Task directions:
Which lines of the data hold the word "generating"? Copy all of them.

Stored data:
^^^^^^^^^^^^^^^^
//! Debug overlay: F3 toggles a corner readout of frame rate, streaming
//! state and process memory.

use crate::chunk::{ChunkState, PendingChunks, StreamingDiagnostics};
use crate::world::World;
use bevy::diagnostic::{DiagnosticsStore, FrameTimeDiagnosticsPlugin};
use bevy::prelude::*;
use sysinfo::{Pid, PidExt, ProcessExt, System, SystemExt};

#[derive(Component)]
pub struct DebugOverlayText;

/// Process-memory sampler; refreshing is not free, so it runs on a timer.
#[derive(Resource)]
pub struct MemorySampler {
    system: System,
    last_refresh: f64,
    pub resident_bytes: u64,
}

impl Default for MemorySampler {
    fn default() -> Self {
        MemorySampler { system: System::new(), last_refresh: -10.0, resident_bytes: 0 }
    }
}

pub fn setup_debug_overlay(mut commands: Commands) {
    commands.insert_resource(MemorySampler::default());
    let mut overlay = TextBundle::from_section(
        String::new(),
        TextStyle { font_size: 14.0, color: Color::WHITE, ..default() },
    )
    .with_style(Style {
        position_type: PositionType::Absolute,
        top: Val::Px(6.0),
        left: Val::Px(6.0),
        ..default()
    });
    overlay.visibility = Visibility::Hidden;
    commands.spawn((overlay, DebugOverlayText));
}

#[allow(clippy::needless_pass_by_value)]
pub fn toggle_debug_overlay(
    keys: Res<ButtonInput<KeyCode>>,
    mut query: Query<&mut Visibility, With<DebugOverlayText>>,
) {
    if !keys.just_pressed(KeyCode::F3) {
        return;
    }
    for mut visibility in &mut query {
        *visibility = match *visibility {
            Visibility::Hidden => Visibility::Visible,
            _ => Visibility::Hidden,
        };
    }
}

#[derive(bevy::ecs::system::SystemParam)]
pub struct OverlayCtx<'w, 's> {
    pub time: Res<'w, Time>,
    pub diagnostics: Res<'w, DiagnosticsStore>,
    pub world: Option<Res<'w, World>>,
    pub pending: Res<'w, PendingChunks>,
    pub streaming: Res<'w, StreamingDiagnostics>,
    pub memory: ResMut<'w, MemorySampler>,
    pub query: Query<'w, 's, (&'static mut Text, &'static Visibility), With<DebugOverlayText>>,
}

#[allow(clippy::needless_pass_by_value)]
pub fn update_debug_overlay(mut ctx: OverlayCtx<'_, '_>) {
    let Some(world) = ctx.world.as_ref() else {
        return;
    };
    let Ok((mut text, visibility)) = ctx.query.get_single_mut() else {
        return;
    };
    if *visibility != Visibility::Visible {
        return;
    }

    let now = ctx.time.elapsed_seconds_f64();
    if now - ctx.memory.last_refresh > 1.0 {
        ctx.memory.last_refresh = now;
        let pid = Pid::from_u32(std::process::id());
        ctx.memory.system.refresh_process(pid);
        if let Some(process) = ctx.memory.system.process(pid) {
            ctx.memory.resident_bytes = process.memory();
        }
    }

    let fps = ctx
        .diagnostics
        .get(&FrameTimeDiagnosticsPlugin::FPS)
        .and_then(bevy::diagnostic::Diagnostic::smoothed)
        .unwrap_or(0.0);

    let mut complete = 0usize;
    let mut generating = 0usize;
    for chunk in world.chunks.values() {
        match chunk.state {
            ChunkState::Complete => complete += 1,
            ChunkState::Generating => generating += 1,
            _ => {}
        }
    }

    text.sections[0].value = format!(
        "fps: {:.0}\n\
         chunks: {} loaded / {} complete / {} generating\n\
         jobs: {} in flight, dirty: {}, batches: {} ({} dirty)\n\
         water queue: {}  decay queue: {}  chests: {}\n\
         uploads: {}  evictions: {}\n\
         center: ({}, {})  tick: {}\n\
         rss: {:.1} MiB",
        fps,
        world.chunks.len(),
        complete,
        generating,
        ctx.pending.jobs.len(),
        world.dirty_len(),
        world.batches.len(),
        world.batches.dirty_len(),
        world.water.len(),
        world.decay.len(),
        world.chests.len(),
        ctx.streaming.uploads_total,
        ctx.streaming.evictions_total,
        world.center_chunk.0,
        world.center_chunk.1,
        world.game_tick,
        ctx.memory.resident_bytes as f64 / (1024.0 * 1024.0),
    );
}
^^^^^^^^^^^^^^^^
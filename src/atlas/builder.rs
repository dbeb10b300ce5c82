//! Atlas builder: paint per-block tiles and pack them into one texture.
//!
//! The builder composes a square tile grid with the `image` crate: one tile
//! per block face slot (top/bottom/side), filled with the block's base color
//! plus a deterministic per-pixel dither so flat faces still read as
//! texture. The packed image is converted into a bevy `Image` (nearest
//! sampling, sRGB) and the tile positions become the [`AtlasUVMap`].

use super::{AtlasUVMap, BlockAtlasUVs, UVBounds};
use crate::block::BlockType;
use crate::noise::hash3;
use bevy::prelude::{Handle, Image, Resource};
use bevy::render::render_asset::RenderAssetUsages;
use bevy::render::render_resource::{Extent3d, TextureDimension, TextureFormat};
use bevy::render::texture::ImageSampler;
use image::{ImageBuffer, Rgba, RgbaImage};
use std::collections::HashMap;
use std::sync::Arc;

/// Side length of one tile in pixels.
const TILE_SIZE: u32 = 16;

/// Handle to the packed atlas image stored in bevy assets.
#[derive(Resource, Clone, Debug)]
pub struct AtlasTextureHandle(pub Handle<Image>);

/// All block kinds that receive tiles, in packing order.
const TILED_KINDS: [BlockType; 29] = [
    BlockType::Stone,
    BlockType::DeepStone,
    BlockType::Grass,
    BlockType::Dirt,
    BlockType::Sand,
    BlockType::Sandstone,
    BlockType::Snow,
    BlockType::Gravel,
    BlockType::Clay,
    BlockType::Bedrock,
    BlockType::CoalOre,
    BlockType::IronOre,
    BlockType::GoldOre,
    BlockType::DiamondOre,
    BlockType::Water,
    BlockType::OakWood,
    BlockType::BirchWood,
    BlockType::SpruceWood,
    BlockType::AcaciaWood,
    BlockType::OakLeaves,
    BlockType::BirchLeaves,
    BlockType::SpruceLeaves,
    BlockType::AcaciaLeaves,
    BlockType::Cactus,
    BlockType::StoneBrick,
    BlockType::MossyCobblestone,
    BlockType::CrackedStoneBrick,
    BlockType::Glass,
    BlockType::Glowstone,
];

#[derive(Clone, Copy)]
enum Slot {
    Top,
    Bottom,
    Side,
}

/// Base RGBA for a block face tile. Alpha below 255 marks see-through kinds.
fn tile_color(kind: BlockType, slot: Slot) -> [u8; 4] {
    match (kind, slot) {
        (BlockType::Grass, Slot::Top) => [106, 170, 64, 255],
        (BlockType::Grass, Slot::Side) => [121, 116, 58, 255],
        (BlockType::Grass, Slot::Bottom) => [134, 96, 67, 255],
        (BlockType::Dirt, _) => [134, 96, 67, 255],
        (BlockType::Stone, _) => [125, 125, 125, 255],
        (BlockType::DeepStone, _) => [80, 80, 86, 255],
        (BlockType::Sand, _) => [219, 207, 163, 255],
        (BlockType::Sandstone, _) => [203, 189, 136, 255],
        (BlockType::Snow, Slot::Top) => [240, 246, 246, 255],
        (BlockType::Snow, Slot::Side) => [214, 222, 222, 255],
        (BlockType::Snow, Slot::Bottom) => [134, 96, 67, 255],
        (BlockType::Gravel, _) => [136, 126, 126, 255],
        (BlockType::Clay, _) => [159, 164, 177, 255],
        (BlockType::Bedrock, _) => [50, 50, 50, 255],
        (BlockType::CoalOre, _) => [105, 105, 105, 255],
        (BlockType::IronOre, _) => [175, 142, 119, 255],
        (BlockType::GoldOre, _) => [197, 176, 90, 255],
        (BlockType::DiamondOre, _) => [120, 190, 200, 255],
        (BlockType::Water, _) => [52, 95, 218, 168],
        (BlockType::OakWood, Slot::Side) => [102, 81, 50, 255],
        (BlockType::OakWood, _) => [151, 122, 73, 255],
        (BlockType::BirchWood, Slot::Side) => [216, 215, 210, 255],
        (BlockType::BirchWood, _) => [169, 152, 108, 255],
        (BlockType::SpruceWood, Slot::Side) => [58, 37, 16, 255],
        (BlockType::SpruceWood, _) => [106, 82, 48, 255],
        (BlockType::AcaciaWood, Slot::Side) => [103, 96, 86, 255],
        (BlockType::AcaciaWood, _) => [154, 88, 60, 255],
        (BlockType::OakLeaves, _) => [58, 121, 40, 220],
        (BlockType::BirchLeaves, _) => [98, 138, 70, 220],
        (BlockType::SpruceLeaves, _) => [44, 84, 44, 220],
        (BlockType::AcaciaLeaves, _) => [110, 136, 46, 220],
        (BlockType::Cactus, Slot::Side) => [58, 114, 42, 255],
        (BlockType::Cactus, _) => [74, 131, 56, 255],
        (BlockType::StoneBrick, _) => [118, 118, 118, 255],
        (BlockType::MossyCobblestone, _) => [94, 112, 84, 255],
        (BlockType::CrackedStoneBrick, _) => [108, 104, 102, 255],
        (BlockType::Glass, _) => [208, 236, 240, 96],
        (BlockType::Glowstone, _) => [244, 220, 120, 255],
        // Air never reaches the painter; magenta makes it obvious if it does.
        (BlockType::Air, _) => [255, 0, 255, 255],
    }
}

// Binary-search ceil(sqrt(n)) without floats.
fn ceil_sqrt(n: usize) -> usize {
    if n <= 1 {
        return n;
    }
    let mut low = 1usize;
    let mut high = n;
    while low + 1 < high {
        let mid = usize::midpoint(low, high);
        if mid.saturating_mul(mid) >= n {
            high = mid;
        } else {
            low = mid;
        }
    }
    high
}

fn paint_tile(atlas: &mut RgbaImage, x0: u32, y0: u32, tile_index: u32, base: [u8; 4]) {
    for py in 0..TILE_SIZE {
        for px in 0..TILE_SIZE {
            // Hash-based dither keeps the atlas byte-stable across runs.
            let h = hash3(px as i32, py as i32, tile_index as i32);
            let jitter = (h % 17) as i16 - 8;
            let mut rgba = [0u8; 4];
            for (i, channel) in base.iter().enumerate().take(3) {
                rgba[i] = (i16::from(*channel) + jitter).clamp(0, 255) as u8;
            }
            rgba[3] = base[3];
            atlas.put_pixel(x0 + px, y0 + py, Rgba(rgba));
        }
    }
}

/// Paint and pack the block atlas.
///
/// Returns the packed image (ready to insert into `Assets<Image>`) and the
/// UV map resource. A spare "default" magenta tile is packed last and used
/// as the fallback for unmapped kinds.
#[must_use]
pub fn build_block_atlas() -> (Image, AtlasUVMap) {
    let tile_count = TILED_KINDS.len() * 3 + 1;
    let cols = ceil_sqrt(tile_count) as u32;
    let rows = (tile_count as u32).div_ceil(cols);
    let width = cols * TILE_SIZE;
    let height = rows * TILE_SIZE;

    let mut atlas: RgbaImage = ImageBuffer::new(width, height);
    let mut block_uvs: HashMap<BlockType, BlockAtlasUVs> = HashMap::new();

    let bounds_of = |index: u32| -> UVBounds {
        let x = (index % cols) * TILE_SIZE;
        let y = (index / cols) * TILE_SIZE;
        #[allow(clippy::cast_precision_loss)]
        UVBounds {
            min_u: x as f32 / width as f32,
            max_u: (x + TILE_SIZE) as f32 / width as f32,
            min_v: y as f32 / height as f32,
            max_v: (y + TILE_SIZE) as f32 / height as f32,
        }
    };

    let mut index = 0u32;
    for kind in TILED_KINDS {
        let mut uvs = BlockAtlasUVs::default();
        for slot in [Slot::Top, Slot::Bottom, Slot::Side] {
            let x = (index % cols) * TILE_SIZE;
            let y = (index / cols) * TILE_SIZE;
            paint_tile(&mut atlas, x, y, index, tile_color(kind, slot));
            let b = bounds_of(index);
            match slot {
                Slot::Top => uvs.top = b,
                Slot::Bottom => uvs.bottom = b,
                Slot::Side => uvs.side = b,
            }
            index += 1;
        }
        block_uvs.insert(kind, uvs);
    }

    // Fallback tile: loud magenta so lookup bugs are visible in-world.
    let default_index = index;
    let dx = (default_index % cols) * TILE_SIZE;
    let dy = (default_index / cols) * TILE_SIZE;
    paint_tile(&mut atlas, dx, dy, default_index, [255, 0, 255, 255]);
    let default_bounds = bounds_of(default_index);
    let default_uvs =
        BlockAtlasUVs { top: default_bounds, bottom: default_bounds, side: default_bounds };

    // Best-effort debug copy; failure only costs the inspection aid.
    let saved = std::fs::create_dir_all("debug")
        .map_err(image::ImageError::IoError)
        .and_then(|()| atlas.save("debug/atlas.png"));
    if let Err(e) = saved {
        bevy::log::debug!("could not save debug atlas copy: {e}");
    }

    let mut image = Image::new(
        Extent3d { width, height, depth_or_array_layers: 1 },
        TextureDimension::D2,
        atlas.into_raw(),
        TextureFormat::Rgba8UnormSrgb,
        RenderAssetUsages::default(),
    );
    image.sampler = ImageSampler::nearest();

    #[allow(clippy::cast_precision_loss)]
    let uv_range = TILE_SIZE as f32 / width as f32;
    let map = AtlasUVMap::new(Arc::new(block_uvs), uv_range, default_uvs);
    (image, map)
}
^^^^^^^^^^^^^^^^
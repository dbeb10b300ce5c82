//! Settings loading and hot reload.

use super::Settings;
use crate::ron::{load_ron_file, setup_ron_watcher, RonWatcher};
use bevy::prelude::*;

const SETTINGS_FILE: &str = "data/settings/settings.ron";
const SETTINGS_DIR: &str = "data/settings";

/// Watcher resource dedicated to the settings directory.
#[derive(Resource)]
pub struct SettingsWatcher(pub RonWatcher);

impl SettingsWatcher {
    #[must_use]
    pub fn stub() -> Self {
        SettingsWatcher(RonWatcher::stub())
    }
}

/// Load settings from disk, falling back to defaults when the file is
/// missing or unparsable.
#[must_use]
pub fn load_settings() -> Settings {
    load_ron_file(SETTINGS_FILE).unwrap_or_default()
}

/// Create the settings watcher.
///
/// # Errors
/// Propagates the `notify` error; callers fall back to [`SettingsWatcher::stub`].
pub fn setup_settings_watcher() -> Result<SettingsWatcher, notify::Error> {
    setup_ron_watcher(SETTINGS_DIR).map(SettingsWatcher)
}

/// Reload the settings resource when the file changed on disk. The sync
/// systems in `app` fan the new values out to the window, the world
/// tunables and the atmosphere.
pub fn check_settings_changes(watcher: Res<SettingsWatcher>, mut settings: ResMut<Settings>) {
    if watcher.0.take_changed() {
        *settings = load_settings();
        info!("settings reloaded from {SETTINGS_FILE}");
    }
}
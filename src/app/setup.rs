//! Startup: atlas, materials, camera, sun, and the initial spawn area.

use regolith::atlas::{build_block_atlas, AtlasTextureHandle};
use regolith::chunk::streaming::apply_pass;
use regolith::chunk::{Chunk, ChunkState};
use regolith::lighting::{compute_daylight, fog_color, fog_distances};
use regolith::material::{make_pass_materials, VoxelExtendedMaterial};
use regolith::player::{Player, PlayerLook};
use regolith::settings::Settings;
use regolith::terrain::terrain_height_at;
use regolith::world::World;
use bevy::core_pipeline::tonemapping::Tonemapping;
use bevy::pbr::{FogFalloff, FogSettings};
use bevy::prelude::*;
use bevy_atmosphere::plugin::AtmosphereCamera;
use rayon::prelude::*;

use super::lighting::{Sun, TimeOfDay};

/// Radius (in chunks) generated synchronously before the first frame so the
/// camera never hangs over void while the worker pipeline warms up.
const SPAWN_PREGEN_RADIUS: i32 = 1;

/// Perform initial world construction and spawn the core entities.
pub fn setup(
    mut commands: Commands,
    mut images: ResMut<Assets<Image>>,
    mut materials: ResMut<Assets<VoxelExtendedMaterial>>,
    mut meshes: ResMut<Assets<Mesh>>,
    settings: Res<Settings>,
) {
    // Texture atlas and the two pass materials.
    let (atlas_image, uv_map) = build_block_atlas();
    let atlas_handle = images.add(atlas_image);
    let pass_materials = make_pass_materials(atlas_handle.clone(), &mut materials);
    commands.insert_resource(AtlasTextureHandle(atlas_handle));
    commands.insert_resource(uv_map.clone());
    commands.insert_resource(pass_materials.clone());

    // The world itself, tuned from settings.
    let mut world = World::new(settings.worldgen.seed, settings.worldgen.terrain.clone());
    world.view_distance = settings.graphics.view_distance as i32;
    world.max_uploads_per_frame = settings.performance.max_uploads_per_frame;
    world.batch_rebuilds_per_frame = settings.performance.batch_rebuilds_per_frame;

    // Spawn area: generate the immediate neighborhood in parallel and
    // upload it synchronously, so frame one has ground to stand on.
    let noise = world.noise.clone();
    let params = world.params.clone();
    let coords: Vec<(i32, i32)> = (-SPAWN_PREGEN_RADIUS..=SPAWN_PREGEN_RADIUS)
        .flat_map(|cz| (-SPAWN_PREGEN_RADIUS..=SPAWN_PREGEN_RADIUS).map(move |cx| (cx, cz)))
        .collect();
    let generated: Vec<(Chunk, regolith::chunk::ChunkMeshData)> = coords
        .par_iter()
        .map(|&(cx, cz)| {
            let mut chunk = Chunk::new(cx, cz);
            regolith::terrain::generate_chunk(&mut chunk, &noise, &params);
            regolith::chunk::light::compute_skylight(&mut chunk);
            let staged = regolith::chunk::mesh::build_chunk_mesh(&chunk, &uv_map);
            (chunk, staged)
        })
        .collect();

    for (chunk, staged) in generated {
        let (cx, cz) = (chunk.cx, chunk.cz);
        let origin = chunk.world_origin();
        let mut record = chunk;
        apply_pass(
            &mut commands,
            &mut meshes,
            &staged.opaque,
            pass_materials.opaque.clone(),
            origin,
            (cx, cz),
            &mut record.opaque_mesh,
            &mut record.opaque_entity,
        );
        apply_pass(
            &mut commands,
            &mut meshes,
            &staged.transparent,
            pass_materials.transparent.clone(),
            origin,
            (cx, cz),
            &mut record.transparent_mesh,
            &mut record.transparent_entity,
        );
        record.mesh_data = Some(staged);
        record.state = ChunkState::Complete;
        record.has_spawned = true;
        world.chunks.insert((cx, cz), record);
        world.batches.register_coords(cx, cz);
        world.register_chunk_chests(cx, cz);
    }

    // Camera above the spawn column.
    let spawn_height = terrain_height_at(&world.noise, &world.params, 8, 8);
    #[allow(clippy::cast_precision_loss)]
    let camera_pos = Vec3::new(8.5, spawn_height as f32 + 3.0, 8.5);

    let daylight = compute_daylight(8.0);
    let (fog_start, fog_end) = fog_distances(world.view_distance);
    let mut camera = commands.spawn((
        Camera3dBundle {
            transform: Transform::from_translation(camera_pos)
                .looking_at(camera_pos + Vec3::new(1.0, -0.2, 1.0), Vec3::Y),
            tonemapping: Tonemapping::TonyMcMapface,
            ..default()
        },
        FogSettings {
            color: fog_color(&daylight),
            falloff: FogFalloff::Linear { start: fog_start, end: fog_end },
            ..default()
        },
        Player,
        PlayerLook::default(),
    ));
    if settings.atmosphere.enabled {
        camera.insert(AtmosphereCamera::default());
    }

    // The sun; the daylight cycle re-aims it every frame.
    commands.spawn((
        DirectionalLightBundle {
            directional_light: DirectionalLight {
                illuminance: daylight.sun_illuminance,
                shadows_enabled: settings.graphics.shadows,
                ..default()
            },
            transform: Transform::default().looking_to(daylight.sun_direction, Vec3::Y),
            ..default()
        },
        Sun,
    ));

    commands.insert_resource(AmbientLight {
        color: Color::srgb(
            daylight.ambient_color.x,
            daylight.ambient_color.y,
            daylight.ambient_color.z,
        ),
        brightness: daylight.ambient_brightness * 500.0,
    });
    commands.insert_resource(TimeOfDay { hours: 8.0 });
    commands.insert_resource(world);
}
^^^^^^^^^^^^^^^^
Expected output:
    let mut generating = 0usize;
            ChunkState::Generating => generating += 1,
         chunks: {} loaded / {} complete / {} generating\n\
        generating,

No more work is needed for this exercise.